Exercise objective: Find the lines of data that contain the string "Srgb", then list them.

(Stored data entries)
★ ★ ★ ★ ★ ★ ★

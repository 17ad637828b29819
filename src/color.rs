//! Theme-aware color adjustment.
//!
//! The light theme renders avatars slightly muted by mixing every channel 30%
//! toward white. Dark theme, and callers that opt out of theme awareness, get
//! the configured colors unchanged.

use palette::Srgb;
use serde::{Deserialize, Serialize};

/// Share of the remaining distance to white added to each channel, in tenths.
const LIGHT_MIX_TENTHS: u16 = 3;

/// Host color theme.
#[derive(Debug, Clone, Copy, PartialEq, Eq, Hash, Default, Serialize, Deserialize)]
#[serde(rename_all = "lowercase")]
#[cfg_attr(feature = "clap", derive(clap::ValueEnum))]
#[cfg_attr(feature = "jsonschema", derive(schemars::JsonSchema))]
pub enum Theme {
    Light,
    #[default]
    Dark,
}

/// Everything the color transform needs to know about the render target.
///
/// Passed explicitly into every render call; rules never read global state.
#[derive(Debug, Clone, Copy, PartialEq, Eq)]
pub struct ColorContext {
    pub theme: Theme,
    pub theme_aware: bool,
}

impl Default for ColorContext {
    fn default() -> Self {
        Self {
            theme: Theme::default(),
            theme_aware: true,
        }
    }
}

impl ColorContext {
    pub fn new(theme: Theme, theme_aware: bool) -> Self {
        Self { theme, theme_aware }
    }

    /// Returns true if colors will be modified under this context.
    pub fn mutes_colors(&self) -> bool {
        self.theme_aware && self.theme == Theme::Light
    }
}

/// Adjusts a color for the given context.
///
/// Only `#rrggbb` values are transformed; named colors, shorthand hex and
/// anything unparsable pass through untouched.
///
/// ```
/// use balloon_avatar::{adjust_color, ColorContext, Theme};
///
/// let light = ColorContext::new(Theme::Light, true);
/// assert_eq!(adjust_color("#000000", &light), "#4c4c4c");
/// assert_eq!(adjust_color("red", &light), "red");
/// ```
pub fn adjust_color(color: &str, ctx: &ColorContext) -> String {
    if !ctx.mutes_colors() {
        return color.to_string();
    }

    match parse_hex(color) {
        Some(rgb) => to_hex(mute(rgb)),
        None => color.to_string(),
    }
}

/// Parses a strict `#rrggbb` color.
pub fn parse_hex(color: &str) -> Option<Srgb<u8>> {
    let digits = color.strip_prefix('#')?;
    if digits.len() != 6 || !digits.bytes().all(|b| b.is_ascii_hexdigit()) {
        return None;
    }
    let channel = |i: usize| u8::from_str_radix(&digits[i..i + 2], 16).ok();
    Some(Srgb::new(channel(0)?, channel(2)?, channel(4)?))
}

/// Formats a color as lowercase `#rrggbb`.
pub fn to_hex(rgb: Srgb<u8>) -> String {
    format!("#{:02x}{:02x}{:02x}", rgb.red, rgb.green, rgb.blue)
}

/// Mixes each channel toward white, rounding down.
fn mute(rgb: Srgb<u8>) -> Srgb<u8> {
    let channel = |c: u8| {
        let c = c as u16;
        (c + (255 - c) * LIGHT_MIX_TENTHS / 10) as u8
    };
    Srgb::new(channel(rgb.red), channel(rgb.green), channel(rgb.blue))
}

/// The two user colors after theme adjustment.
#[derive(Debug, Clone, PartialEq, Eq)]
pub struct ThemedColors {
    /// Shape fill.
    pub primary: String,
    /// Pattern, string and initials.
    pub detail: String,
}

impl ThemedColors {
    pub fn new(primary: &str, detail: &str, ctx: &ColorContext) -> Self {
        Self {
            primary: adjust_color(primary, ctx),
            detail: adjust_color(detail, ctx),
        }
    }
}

★ ★ ★ ★ ★ ★ ★

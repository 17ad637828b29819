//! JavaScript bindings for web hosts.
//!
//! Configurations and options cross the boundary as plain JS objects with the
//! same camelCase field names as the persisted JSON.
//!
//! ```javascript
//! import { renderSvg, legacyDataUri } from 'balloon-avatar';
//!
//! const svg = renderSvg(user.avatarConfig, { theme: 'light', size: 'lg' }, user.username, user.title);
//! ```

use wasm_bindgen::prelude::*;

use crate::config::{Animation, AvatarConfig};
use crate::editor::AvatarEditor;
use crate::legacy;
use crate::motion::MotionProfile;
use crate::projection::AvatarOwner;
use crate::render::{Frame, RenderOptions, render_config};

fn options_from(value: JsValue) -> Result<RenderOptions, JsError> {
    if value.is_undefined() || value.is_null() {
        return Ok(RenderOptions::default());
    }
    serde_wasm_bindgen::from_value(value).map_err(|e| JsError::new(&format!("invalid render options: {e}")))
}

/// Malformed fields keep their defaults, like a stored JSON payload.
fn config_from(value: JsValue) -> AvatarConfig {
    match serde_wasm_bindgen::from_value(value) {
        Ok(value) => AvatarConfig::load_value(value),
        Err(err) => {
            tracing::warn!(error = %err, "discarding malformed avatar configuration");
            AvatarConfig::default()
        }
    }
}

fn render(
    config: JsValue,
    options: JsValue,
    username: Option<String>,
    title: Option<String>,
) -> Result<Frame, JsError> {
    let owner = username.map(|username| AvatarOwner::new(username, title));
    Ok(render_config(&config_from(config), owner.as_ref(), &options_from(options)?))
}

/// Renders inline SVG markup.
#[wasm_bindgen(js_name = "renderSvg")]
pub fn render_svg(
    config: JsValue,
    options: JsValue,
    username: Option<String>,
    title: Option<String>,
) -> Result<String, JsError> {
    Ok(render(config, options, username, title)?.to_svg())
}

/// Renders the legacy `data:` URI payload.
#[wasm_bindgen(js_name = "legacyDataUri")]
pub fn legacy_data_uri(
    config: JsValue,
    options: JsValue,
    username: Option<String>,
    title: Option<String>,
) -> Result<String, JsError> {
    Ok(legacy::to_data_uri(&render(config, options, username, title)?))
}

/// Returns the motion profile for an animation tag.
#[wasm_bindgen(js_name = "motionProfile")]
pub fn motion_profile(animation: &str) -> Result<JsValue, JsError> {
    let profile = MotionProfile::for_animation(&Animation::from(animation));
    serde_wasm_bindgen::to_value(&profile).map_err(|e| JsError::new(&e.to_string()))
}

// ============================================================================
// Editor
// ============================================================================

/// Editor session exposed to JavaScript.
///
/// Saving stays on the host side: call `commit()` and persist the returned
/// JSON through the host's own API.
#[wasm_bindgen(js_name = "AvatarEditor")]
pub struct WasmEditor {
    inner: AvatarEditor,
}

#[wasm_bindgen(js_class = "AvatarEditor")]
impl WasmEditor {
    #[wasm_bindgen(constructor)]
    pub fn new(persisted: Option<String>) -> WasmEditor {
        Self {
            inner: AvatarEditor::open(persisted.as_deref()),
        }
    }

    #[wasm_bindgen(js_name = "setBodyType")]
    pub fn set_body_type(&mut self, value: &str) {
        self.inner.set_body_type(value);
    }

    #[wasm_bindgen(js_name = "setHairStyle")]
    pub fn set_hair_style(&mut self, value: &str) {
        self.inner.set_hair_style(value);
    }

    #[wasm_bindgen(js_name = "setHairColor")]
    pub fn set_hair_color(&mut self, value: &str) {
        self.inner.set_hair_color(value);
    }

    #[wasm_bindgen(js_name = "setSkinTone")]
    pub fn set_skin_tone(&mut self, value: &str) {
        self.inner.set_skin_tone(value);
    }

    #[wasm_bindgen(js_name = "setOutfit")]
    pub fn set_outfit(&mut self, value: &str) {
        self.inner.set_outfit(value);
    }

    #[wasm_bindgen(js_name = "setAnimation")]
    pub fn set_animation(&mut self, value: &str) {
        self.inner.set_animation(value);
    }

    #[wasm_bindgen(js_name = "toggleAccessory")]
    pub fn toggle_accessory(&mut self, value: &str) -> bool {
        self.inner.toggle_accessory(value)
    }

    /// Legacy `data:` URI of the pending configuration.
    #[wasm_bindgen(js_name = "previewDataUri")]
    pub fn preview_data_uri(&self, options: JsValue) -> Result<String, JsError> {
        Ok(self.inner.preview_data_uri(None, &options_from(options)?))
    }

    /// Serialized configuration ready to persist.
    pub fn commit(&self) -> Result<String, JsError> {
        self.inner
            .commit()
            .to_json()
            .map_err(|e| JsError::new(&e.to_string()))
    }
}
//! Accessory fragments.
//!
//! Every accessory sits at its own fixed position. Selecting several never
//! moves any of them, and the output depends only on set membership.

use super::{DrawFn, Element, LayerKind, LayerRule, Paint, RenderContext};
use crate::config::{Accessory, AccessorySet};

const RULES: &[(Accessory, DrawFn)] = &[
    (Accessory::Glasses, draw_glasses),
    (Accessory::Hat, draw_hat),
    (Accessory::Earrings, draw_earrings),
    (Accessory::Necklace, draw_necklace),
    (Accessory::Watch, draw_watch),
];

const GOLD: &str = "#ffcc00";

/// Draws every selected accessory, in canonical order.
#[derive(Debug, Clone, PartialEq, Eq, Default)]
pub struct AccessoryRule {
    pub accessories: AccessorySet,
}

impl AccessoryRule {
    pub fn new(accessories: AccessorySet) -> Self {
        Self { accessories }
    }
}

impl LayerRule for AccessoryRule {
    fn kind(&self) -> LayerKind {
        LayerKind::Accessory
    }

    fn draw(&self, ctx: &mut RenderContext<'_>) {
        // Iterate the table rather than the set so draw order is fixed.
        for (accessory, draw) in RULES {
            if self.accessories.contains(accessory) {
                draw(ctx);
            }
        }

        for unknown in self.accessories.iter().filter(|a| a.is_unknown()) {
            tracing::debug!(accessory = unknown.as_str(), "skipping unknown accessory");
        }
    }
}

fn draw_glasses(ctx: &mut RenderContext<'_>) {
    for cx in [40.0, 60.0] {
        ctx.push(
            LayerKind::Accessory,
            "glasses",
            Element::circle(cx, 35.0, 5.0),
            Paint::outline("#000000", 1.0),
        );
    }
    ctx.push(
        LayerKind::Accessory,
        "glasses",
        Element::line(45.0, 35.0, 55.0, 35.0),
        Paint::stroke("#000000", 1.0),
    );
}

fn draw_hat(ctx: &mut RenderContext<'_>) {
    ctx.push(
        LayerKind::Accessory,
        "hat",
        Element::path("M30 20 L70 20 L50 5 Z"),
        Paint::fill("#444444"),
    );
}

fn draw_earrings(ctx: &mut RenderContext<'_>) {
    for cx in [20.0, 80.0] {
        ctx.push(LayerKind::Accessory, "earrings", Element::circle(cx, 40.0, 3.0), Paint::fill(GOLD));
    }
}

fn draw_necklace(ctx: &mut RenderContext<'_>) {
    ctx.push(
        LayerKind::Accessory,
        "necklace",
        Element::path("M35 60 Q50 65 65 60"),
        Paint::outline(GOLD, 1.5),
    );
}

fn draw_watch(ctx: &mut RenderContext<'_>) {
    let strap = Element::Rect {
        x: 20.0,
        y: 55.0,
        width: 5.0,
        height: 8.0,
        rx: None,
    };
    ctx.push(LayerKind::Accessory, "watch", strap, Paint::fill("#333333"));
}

★ ★ ★ ★ ★ ★ ★

Result:
use palette::Srgb;
pub fn parse_hex(color: &str) -> Option<Srgb<u8>> {
    Some(Srgb::new(channel(0)?, channel(2)?, channel(4)?))
pub fn to_hex(rgb: Srgb<u8>) -> String {
fn mute(rgb: Srgb<u8>) -> Srgb<u8> {
    Srgb::new(channel(rgb.red), channel(rgb.green), channel(rgb.blue))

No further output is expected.